Up to now, it was not possible to deal with primary keys and foreign keys : the original tables had to be constraints-free. This limitation has been lifted thanks to this contribution.
To make it simple, the solution is to remove all constraints from the original database and transform them into a set of SQL check triggers installed on the working copy databases (SQLite or PostgreSQL). As verifications are made on the client side, it’s impossible to propagate invalid modifications on your base server when you “commit” updates.
Behind the curtains
When you choose to historize an existing database, a few fields are added to the existing table. Among these fields, versioning_ididentifies one specific version of a row. For one existing row, there are several versions of this row, each with a different versioning_id but with the same original primary key field. As a consequence, that field cannot satisfy the unique constraint, so it cannot be a key, therefore no foreign key neither.
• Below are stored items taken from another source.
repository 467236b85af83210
use std::fmt;

use serde::{Deserialize, Serialize};

use crate::errors::{Error, Result};

/// Client id and secret of a registered Spotify application.
#[derive(Clone, PartialEq, Eq)]
pub struct Credentials {
    pub client_id: String,
    pub client_secret: String,
}

impl Credentials {
    pub fn new(client_id: impl Into<String>, client_secret: impl Into<String>) -> Self {
        Self {
            client_id: client_id.into(),
            client_secret: client_secret.into(),
        }
    }
}

impl fmt::Debug for Credentials {
    fn fmt(&self, f: &mut fmt::Formatter<'_>) -> fmt::Result {
        f.debug_struct("Credentials")
            .field("client_id", &self.client_id)
            .field("client_secret", &"<redacted>")
            .finish()
    }
}

#[derive(Debug, Clone, Serialize, Deserialize)]
pub struct TokenResponse {
    pub access_token: Option<String>,
    pub token_type: Option<String>,
    pub expires_in: Option<u64>,
}

#[derive(Debug, Clone, PartialEq, Serialize, Deserialize)]
pub struct Artist {
    pub id: String,
    pub name: String,
    #[serde(default)]
    pub genres: Vec<String>,
}

#[derive(Debug, Clone, Serialize, Deserialize)]
pub struct SearchResponse {
    pub artists: ArtistsPage,
}

impl SearchResponse {
    /// Takes the top hit of an artist search. No disambiguation is done.
    pub fn into_first_artist(self, query: &str) -> Result<Artist> {
        self.artists
            .items
            .into_iter()
            .next()
            .ok_or_else(|| Error::ArtistNotFound(query.to_string()))
    }
}

#[derive(Debug, Clone, Serialize, Deserialize)]
pub struct ArtistsPage {
    pub items: Vec<Artist>,
    pub total: Option<u64>,
}

#[derive(Debug, Clone, Serialize, Deserialize)]
pub struct TopTracksResponse {
    pub tracks: Vec<Track>,
}

#[derive(Debug, Clone, PartialEq, Serialize, Deserialize)]
pub struct Track {
    pub id: String,
    pub name: String,
}

#[derive(Debug, Clone, Serialize, Deserialize)]
pub struct TrackMarketsResponse {
    pub available_markets: Option<Vec<String>>,
}
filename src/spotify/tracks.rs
use crate::{
    errors::{Error, Result},
    spotify::{MARKET_COUNTRY, SpotifyClient},
    types::TrackMarketsResponse,
};

impl SpotifyClient {
    /// Returns the alpha-2 codes of every market the track is available in.
    pub async fn get_markets(&self, track_id: &str, token: &str) -> Result<Vec<String>> {
        let request = self
            .http
            .get(self.api_url(&format!("tracks/{id}", id = track_id)))
            .query(&[("country", MARKET_COUNTRY)]);

        let res: TrackMarketsResponse = self.get_json(request, token).await?;
        res.available_markets.ok_or_else(|| {
            Error::MalformedResponse(format!("track {} has no available_markets", track_id))
        })
    }
}
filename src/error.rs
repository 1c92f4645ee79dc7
use thiserror::Error;

/// Error surfaced at the JSON API boundary. Carries the HTTP status class so
/// handlers can answer 4xx for caller mistakes and 5xx for everything else.
#[derive(Debug, Error)]
pub enum ApiError {
    #[error("{0}")]
    BadRequest(String),
    #[error("{0}")]
    NotFound(String),
    #[error(transparent)]
    Internal(#[from] anyhow::Error),
}

impl ApiError {
    pub fn status_code(&self) -> u16 {
        match self {
            ApiError::BadRequest(_) => 400,
            ApiError::NotFound(_) => 404,
            ApiError::Internal(_) => 500,
        }
    }
}
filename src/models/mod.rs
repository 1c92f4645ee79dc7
mod logs;
mod session;

pub use logs::{Habit, HabitLog, LogSource, Project, WorkLog};
pub use session::{BreakInterval, ItemType, SessionStatus, WorkSession};
use chrono::{DateTime, Utc, Weekday};

use crate::config::TrackerConfig;
use crate::models::{SessionStatus, WorkSession};

/// What a status-check poll decided to do.
#[derive(Debug, Clone, Copy, PartialEq, Eq)]
pub enum StatusAction {
    /// Session exceeded the safety ceiling; force-stop it.
    AutoStop,
    /// Open break just crossed the check-in mark.
    BreakCheckIn { minutes: i64 },
    /// Net focused time just crossed the milestone mark.
    FocusMilestone { minutes: i64 },
}

/// Evaluates one status-check poll. Pure: everything is recomputed from the
/// session document and `now`.
///
/// The break and focus alerts use one-minute half-open windows rather than
/// equality, so a poll landing anywhere inside the minute after the crossing
/// fires exactly once and later polls stay quiet.
pub fn status_check(
    session: Option<&WorkSession>,
    now: DateTime<Utc>,
    config: &TrackerConfig,
) -> Vec<StatusAction> {
    let session = match session {
        Some(session) if session.status.is_open() => session,
        _ => return Vec::new(),
    };

    // Safety ceiling always wins, even over an in-flight pause.
    if session.raw_elapsed_seconds(now) >= config.max_session_secs {
        return vec![StatusAction::AutoStop];
    }

    let mut actions = Vec::new();

    if session.status == SessionStatus::Paused {
        let break_secs = session.open_break_seconds(now);
        let window_start = config.break_alert_minutes * 60;
        if (window_start..window_start + 60).contains(&break_secs) {
            actions.push(StatusAction::BreakCheckIn {
                minutes: break_secs / 60,
            });
        }
    }

    if session.status == SessionStatus::Active {
        let net_secs = session.net_elapsed_seconds(now);
        let window_start = config.focus_alert_minutes * 60;
        if (window_start..window_start + 60).contains(&net_secs) {
            actions.push(StatusAction::FocusMilestone {
                minutes: net_secs / 60,
            });
        }
    }

    actions
}

/// The inactivity nudge only fires during waking hours, Monday through
/// Saturday.
pub fn idle_nudge_allowed(hour: u32, weekday: Weekday, config: &TrackerConfig) -> bool {
    weekday != Weekday::Sun
        && hour >= config.idle_window_start_hour
        && hour < config.idle_window_end_hour
}

#[cfg(test)]
mod tests {
    use super::*;
    use crate::models::{BreakInterval, ItemType};
    use chrono::TimeZone;

    fn at(secs: i64) -> DateTime<Utc> {
        Utc.timestamp_opt(secs, 0).unwrap()
    }

    fn session(status: SessionStatus, item: ItemType) -> WorkSession {
        WorkSession {
            id: "s1".into(),
            status,
            start_time: at(0),
            last_pause_time: None,
            breaks: Vec::new(),
            task_name: "Write spec".into(),
            project_id: (item == ItemType::Project).then(|| "p1".to_string()),
            habit_id: (item == ItemType::Habit).then(|| "h1".to_string()),
            end_time: None,
            duration_seconds: None,
            created_at: at(0),
            updated_at: at(0),
        }
    }

    fn config() -> TrackerConfig {
        TrackerConfig::default()
    }

    #[test]
    fn no_session_means_no_actions() {
        assert!(status_check(None, at(0), &config()).is_empty());
    }

    #[test]
    fn completed_session_is_ignored() {
        let s = session(SessionStatus::Completed, ItemType::Project);
        assert!(status_check(Some(&s), at(100_000), &config()).is_empty());
    }

    #[test]
    fn focus_milestone_fires_only_inside_the_window() {
        let s = session(SessionStatus::Active, ItemType::Project);

        // 89 minutes: quiet.
        assert!(status_check(Some(&s), at(89 * 60), &config()).is_empty());
        // 90 minutes exactly: fires.
        assert_eq!(
            status_check(Some(&s), at(90 * 60), &config()),
            vec![StatusAction::FocusMilestone { minutes: 90 }]
        );
        // 90:30, still the same crossing window.
        assert_eq!(
            status_check(Some(&s), at(90 * 60 + 30), &config()),
            vec![StatusAction::FocusMilestone { minutes: 90 }]
        );
        // 91 minutes: the next poll after the crossing stays quiet.
        assert!(status_check(Some(&s), at(91 * 60), &config()).is_empty());
    }

    #[test]
    fn breaks_push_the_milestone_back() {
        let mut s = session(SessionStatus::Active, ItemType::Project);
        s.breaks.push(BreakInterval {
            start: at(600),
            duration_seconds: 600,
        });
        // 100 minutes wall, 90 net.
        assert_eq!(
            status_check(Some(&s), at(100 * 60), &config()),
            vec![StatusAction::FocusMilestone { minutes: 90 }]
        );
    }

    #[test]
    fn break_check_in_fires_once_per_crossing() {
        let mut s = session(SessionStatus::Paused, ItemType::Project);
        s.last_pause_time = Some(at(1000));

        assert!(status_check(Some(&s), at(1000 + 14 * 60), &config()).is_empty());
        assert_eq!(
            status_check(Some(&s), at(1000 + 15 * 60), &config()),
            vec![StatusAction::BreakCheckIn { minutes: 15 }]
        );
        assert!(status_check(Some(&s), at(1000 + 16 * 60), &config()).is_empty());
    }

    #[test]
    fn safety_ceiling_wins_over_everything() {
        // Paused session, open break right in the check-in window, but the
        // session is past four hours of wall clock.
        let mut s = session(SessionStatus::Paused, ItemType::Project);
        s.last_pause_time = Some(at(4 * 3600 - 14 * 60));

        let actions = status_check(Some(&s), at(4 * 3600 + 1), &config());
        assert_eq!(actions, vec![StatusAction::AutoStop]);
    }

    #[test]
    fn auto_stop_at_exactly_four_hours() {
        let s = session(SessionStatus::Active, ItemType::Project);
        assert!(status_check(Some(&s), at(4 * 3600 - 1), &config())
            .iter()
            .all(|a| !matches!(a, StatusAction::AutoStop)));
        assert_eq!(
            status_check(Some(&s), at(4 * 3600), &config()),
            vec![StatusAction::AutoStop]
        );
    }

    #[test]
    fn idle_window_covers_working_hours_mon_to_sat() {
        let c = config();
        assert!(idle_nudge_allowed(8, Weekday::Mon, &c));
        assert!(idle_nudge_allowed(21, Weekday::Sat, &c));
        assert!(!idle_nudge_allowed(22, Weekday::Mon, &c));
        assert!(!idle_nudge_allowed(7, Weekday::Mon, &c));
        assert!(!idle_nudge_allowed(12, Weekday::Sun, &c));
    }
}
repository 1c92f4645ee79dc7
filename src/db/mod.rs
use std::{
    path::{Path, PathBuf},
    sync::{mpsc, Arc, Mutex},
    thread::{self, JoinHandle},
};

use anyhow::{anyhow, Context, Result};
use log::{error, info};
use rusqlite::Connection;
use tokio::sync::oneshot;

pub mod helpers;
mod migrations;
pub mod repositories;

use migrations::run_migrations;

type DbTask = Box<dyn FnOnce(&mut Connection) + Send + 'static>;

enum DbCommand {
    Execute(DbTask),
    Shutdown,
}

struct DatabaseInner {
    sender: mpsc::Sender<DbCommand>,
    worker: Mutex<Option<JoinHandle<()>>>,
}

impl Drop for DatabaseInner {
    fn drop(&mut self) {
        let mut guard = match self.worker.lock() {
            Ok(guard) => guard,
            Err(poisoned) => poisoned.into_inner(),
        };

        if let Some(handle) = guard.take() {
            if let Err(err) = self.sender.send(DbCommand::Shutdown) {
                error!("Failed to send shutdown to DB thread: {err}");
            }
            if let Err(join_err) = handle.join() {
                error!("Failed to join DB thread: {join_err:?}");
            }
        }
    }
}

/// Handle to the tracker store. All reads and writes run on a single worker
/// thread that owns the SQLite connection, so every transaction submitted
/// through [`Database::execute`] is serialized with respect to all others.
#[derive(Clone)]
pub struct Database {
    inner: Arc<DatabaseInner>,
    db_path: Arc<PathBuf>,
}

impl Database {
    pub fn new(db_path: PathBuf) -> Result<Self> {
        if let Some(parent) = db_path.parent() {
            std::fs::create_dir_all(parent).with_context(|| {
                format!("failed to create database directory {}", parent.display())
            })?;
        }

        let (command_tx, command_rx) = mpsc::channel::<DbCommand>();
        let (ready_tx, ready_rx) = mpsc::channel();
        let path_for_thread = db_path.clone();

        let worker = thread::Builder::new()
            .name("northstar-db".into())
            .spawn(move || {
                let mut conn = match Connection::open(&path_for_thread) {
                    Ok(connection) => connection,
                    Err(err) => {
                        let _ = ready_tx.send(Err(anyhow::Error::new(err)
                            .context("failed to open SQLite database")));
                        return;
                    }
                };

                if let Err(err) = conn.pragma_update(None, "journal_mode", "WAL") {
                    error!("Failed to enable WAL mode: {err}");
                }
                if let Err(err) = conn.pragma_update(None, "foreign_keys", "ON") {
                    error!("Failed to enable foreign keys: {err}");
                }

                let init_result =
                    run_migrations(&mut conn).context("failed to run database migrations");
                if ready_tx.send(init_result).is_err() {
                    error!("DB initialization receiver dropped before ready signal");
                    return;
                }

                while let Ok(command) = command_rx.recv() {
                    match command {
                        DbCommand::Execute(task) => {
                            task(&mut conn);
                        }
                        DbCommand::Shutdown => break,
                    }
                }

                info!("Database thread shutting down");
            })
            .with_context(|| "failed to spawn database worker thread")?;

        ready_rx
            .recv()
            .context("database worker exited before signaling readiness")??;

        info!("Database initialized at {}", db_path.as_path().display());

        Ok(Self {
            inner: Arc::new(DatabaseInner {
                sender: command_tx,
                worker: Mutex::new(Some(worker)),
            }),
            db_path: Arc::new(db_path),
        })
    }

    pub fn path(&self) -> &Path {
        self.db_path.as_path()
    }

    pub async fn execute<F, T>(&self, task: F) -> Result<T>
    where
        F: FnOnce(&mut Connection) -> Result<T> + Send + 'static,
        T: Send + 'static,
    {
        let sender = self.inner.sender.clone();
        let (reply_tx, reply_rx) = oneshot::channel();

        let command = DbCommand::Execute(Box::new(move |conn| {
            let result = task(conn);
            if reply_tx.send(result).is_err() {
                error!("DB caller dropped before receiving result");
            }
        }));

        sender
            .send(command)
            .map_err(|err| anyhow!("failed to send command to DB thread: {err}"))?;

        reply_rx
            .await
            .map_err(|_| anyhow!("database thread terminated unexpectedly"))?
    }
}
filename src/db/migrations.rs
use anyhow::{bail, Context, Result};
use rusqlite::{Connection, Transaction};

const CURRENT_SCHEMA_VERSION: i32 = 1;

pub fn run_migrations(conn: &mut Connection) -> Result<()> {
    let mut version: i32 = conn
        .pragma_query_value(None, "user_version", |row| row.get(0))
        .context("failed to read user_version pragma")?;

    if version > CURRENT_SCHEMA_VERSION {
        bail!(
            "database version ({}) is newer than supported schema ({})",
            version,
            CURRENT_SCHEMA_VERSION
        );
    }

    if version == CURRENT_SCHEMA_VERSION {
        return Ok(());
    }

    let tx = conn
        .transaction()
        .context("failed to open migration transaction")?;

    while version < CURRENT_SCHEMA_VERSION {
        let next_version = version + 1;
        apply_migration(&tx, next_version)
            .with_context(|| format!("migration to version {next_version} failed"))?;
        version = next_version;
    }

    tx.pragma_update(None, "user_version", CURRENT_SCHEMA_VERSION)
        .context("failed to update user_version pragma")?;
    tx.commit().context("failed to commit migrations")?;

    Ok(())
}

fn apply_migration(tx: &Transaction<'_>, version: i32) -> Result<()> {
    match version {
        1 => {
            tx.execute_batch(include_str!("schemas/schema_v1.sql"))
                .context("failed to execute schema_v1.sql")?;
            Ok(())
        }
        _ => bail!("unknown migration target version: {version}"),
    }
}
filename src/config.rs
use std::{fs, path::Path};

use anyhow::{Context, Result};
use serde::{Deserialize, Serialize};

/// One home for every tunable the dashboard used to hard-code in scattered
/// call sites (daily target, quarterly budget, the safety ceiling, alarm
/// cadences). Missing file or missing fields fall back to defaults.
#[derive(Debug, Clone, Serialize, Deserialize)]
#[serde(default, rename_all = "camelCase")]
pub struct TrackerConfig {
    /// Hours of focused work targeted per day.
    pub daily_target_hours: f64,
    /// Hours budgeted per quarter.
    pub quarterly_budget_hours: f64,
    /// Hard ceiling on unattended sessions; the safety check force-stops
    /// anything older than this.
    pub max_session_secs: i64,
    /// Net focused minutes at which the focus milestone fires.
    pub focus_alert_minutes: i64,
    /// Open-break minutes at which the break check-in fires.
    pub break_alert_minutes: i64,
    /// Cadence of the session status check, in seconds.
    pub status_check_secs: u64,
    /// Cadence of the inactivity nudge, in seconds.
    pub idle_nudge_secs: u64,
    /// Local hour (inclusive) from which the idle nudge may fire.
    pub idle_window_start_hour: u32,
    /// Local hour (exclusive) until which the idle nudge may fire.
    pub idle_window_end_hour: u32,
    /// Local hour of the evening planning reminder.
    pub planning_alert_hour: u32,
    /// Local hour of the morning review reminder.
    pub morning_rule_hour: u32,
    /// Opened when the user interacts with a notification.
    pub dashboard_url: String,
}

impl Default for TrackerConfig {
    fn default() -> Self {
        Self {
            daily_target_hours: 8.0,
            quarterly_budget_hours: 576.0,
            max_session_secs: 4 * 60 * 60,
            focus_alert_minutes: 90,
            break_alert_minutes: 15,
            status_check_secs: 60,
            idle_nudge_secs: 30 * 60,
            idle_window_start_hour: 8,
            idle_window_end_hour: 22,
            planning_alert_hour: 21,
            morning_rule_hour: 9,
            dashboard_url: "https://north-star2026.vercel.app".into(),
        }
    }
}

impl TrackerConfig {
    pub fn load(path: &Path) -> Result<Self> {
        if !path.exists() {
            return Ok(Self::default());
        }
        let contents = fs::read_to_string(path)
            .with_context(|| format!("failed to read config from {}", path.display()))?;
        let config = serde_json::from_str(&contents)
            .with_context(|| format!("failed to parse config at {}", path.display()))?;
        Ok(config)
    }

    pub fn persist(&self, path: &Path) -> Result<()> {
        let serialized = serde_json::to_string_pretty(self)?;
        fs::write(path, serialized)
            .with_context(|| format!("failed to write config to {}", path.display()))
    }
}
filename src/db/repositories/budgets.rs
use anyhow::{Context, Result};
use rusqlite::{params, Connection, OptionalExtension};

use crate::db::Database;
use crate::models::{Habit, Project};

/// Applies a signed delta to a project's spent-hours counter. Upsert keeps
/// the increment atomic at the SQL level; a read-modify-write here would
/// lose updates under concurrent log edits.
pub(crate) fn increment_project_hours(
    conn: &Connection,
    project_id: &str,
    project_name: &str,
    delta_hours: f64,
) -> Result<()> {
    conn.execute(
        "INSERT INTO projects (id, name, spent_hours)
         VALUES (?1, ?2, ?3)
         ON CONFLICT (id) DO UPDATE SET spent_hours = spent_hours + excluded.spent_hours",
        params![project_id, project_name, delta_hours],
    )
    .with_context(|| format!("failed to update spent_hours for project {project_id}"))?;
    Ok(())
}

pub(crate) fn increment_habit_minutes(
    conn: &Connection,
    habit_id: &str,
    habit_name: &str,
    delta_minutes: i64,
) -> Result<()> {
    conn.execute(
        "INSERT INTO habits (id, name, total_actual_minutes)
         VALUES (?1, ?2, ?3)
         ON CONFLICT (id) DO UPDATE
             SET total_actual_minutes = total_actual_minutes + excluded.total_actual_minutes",
        params![habit_id, habit_name, delta_minutes],
    )
    .with_context(|| format!("failed to update total_actual_minutes for habit {habit_id}"))?;
    Ok(())
}

impl Database {
    pub async fn get_project(&self, project_id: &str) -> Result<Option<Project>> {
        let project_id = project_id.to_string();
        self.execute(move |conn| {
            let project = conn
                .query_row(
                    "SELECT id, name, spent_hours FROM projects WHERE id = ?1",
                    params![project_id],
                    |row| {
                        Ok(Project {
                            id: row.get("id")?,
                            name: row.get("name")?,
                            spent_hours: row.get("spent_hours")?,
                        })
                    },
                )
                .optional()
                .context("failed to query project")?;
            Ok(project)
        })
        .await
    }

    pub async fn get_habit(&self, habit_id: &str) -> Result<Option<Habit>> {
        let habit_id = habit_id.to_string();
        self.execute(move |conn| {
            let habit = conn
                .query_row(
                    "SELECT id, name, total_actual_minutes FROM habits WHERE id = ?1",
                    params![habit_id],
                    |row| {
                        Ok(Habit {
                            id: row.get("id")?,
                            name: row.get("name")?,
                            total_actual_minutes: row.get("total_actual_minutes")?,
                        })
                    },
                )
                .optional()
                .context("failed to query habit")?;
            Ok(habit)
        })
        .await
    }
}
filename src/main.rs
use std::{path::PathBuf, sync::Arc};

use anyhow::Result;
use log::info;
use tokio_util::sync::CancellationToken;

use northstar_tracker::{
    config::TrackerConfig, db::Database, scheduler::LogNotifier, Scheduler, SessionController,
};

#[tokio::main]
async fn main() -> Result<()> {
    env_logger::Builder::from_default_env()
        .filter_level(log::LevelFilter::Info)
        .init();

    let data_dir = std::env::var("NORTHSTAR_DATA_DIR")
        .map(PathBuf::from)
        .unwrap_or_else(|_| PathBuf::from("."));

    let config = TrackerConfig::load(&data_dir.join("tracker.json"))?;
    let database = Database::new(data_dir.join("northstar.sqlite3"))?;
    let controller = SessionController::new(database);

    info!("NorthStar scheduler starting up");

    let cancel = CancellationToken::new();
    let scheduler = Arc::new(Scheduler::new(controller, config, Arc::new(LogNotifier)));
    let handles = scheduler.spawn(cancel.clone());

    tokio::signal::ctrl_c().await?;
    info!("Shutdown requested");
    cancel.cancel();

    for handle in handles {
        let _ = handle.await;
    }

    Ok(())
}
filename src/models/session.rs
use chrono::{DateTime, Utc};
use serde::{Deserialize, Serialize};

#[derive(Debug, Clone, Copy, Serialize, Deserialize, PartialEq, Eq)]
#[serde(rename_all = "snake_case")]
pub enum SessionStatus {
    Active,
    Paused,
    Completed,
    Interrupted,
}

impl SessionStatus {
    pub fn as_str(&self) -> &'static str {
        match self {
            SessionStatus::Active => "active",
            SessionStatus::Paused => "paused",
            SessionStatus::Completed => "completed",
            SessionStatus::Interrupted => "interrupted",
        }
    }

    /// A session still holding the single open slot.
    pub fn is_open(&self) -> bool {
        matches!(self, SessionStatus::Active | SessionStatus::Paused)
    }
}

#[derive(Debug, Clone, Copy, Serialize, Deserialize, PartialEq, Eq)]
#[serde(rename_all = "snake_case")]
pub enum ItemType {
    Project,
    Habit,
}

/// A completed pause interval. The currently-open pause is tracked only by
/// `WorkSession::last_pause_time` and never appears here.
#[derive(Debug, Clone, Serialize, Deserialize, PartialEq, Eq)]
#[serde(rename_all = "camelCase")]
pub struct BreakInterval {
    pub start: DateTime<Utc>,
    pub duration_seconds: i64,
}

#[derive(Debug, Clone, Serialize, Deserialize)]
#[serde(rename_all = "camelCase")]
pub struct WorkSession {
    pub id: String,
    pub status: SessionStatus,
    pub start_time: DateTime<Utc>,
    pub last_pause_time: Option<DateTime<Utc>>,
    pub breaks: Vec<BreakInterval>,
    pub task_name: String,
    pub project_id: Option<String>,
    pub habit_id: Option<String>,
    pub end_time: Option<DateTime<Utc>>,
    pub duration_seconds: Option<i64>,
    pub created_at: DateTime<Utc>,
    pub updated_at: DateTime<Utc>,
}

impl WorkSession {
    pub fn total_break_seconds(&self) -> i64 {
        self.breaks.iter().map(|b| b.duration_seconds).sum()
    }

    /// Wall-clock seconds since start, ignoring breaks.
    pub fn raw_elapsed_seconds(&self, now: DateTime<Utc>) -> i64 {
        (now - self.start_time).num_seconds().max(0)
    }

    /// Focused seconds: wall clock minus completed breaks. While paused the
    /// clock is frozen at `last_pause_time`, so the open pause contributes
    /// nothing even though it is not yet in `breaks`.
    pub fn net_elapsed_seconds(&self, now: DateTime<Utc>) -> i64 {
        let frozen_at = match (self.status, self.last_pause_time) {
            (SessionStatus::Paused, Some(pause)) => pause,
            _ => now,
        };
        let wall = (frozen_at - self.start_time).num_seconds();
        (wall - self.total_break_seconds()).max(0)
    }

    /// Seconds the currently-open pause has been running, 0 when not paused.
    pub fn open_break_seconds(&self, now: DateTime<Utc>) -> i64 {
        match (self.status, self.last_pause_time) {
            (SessionStatus::Paused, Some(pause)) => (now - pause).num_seconds().max(0),
            _ => 0,
        }
    }
}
We therefore have to drop the primary key and foreign key constraints when historizing the table. Before removing them, constraints definitions are stored in a dedicated table so that these constraints can be checked later.
When the user checks out a specific table on a specific branch, QGIS-versioning uses that constraint table to build constraint checking triggers in the working copy. The way constraints are built depends on the checkout type (you can checkout in a SQLite file, in the master PostgreSQL database or in another PostgreSQL database).
What do we check ?
That’s where the fun begins ! The first thing we have to check is key uniqueness or foreign key referencing an existing key on insert or update. Remember that there are no primary key and foreign key anymore, we dropped them when activating historization. We keep the term for better understanding.
You also have to deal with deleting or updating a referenced row and the different ways of propagating the modification : cascade, set default, set null, or simply failure, as explained in PostgreSQL Foreign keys documentation .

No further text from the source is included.